//! Keeps package manifests in step with upstream GitHub releases
//!
//! # Architecture
//!
//! ```text
//! ┌─────────────┐     ┌─────────────┐     ┌─────────────┐
//! │   Release   │────▶│   Syncer    │────▶│  Manifest   │
//! │  (GitHub)   │     │ (per pkg)   │     │ (JSON file) │
//! └─────────────┘     └─────────────┘     └─────────────┘
//!                            │
//!                            ▼
//!                     ┌─────────────┐
//!                     │    Tools    │
//!                     │ (hash, nix) │
//!                     └─────────────┘
//! ```
//!
//! # Modules
//!
//! - [`config`]: Runtime configuration and built-in package tables
//! - [`package`]: Per-package sync configuration (platforms, templates, strategy)
//! - [`release`]: Latest-release lookup against the GitHub API
//! - [`manifest`]: Manifest loading and atomic rewriting
//! - [`checksum`]: Parsing of `sha256sums`-style checksum listings
//! - [`tools`]: External hashing utilities behind injectable traits
//! - [`sync`]: The version-sync orchestrator
//! - [`semver`]: Version ordering helpers
//! - [`logging`]: Tracing subscriber setup
//! - [`error`]: Error types for every layer

pub mod checksum;
pub mod config;
pub mod error;
pub mod logging;
pub mod manifest;
pub mod package;
pub mod release;
pub mod semver;
pub mod sync;
pub mod tools;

_Exercise details_:
Produce the whole listing again, exactly as it reads above.

_Your response_:
//! Keeps package manifests in step with upstream GitHub releases
//!
//! # Architecture
//!
//! ```text
//! ┌─────────────┐     ┌─────────────┐     ┌─────────────┐
//! │   Release   │────▶│   Syncer    │────▶│  Manifest   │
//! │  (GitHub)   │     │ (per pkg)   │     │ (JSON file) │
//! └─────────────┘     └─────────────┘     └─────────────┘
//!                            │
//!                            ▼
//!                     ┌─────────────┐
//!                     │    Tools    │
//!                     │ (hash, nix) │
//!                     └─────────────┘
//! ```
//!
//! # Modules
//!
//! - [`config`]: Runtime configuration and built-in package tables
//! - [`package`]: Per-package sync configuration (platforms, templates, strategy)
//! - [`release`]: Latest-release lookup against the GitHub API
//! - [`manifest`]: Manifest loading and atomic rewriting
//! - [`checksum`]: Parsing of `sha256sums`-style checksum listings
//! - [`tools`]: External hashing utilities behind injectable traits
//! - [`sync`]: The version-sync orchestrator
//! - [`semver`]: Version ordering helpers
//! - [`logging`]: Tracing subscriber setup
//! - [`error`]: Error types for every layer

pub mod checksum;
pub mod config;
pub mod error;
pub mod logging;
pub mod manifest;
pub mod package;
pub mod release;
pub mod semver;
pub mod sync;
pub mod tools;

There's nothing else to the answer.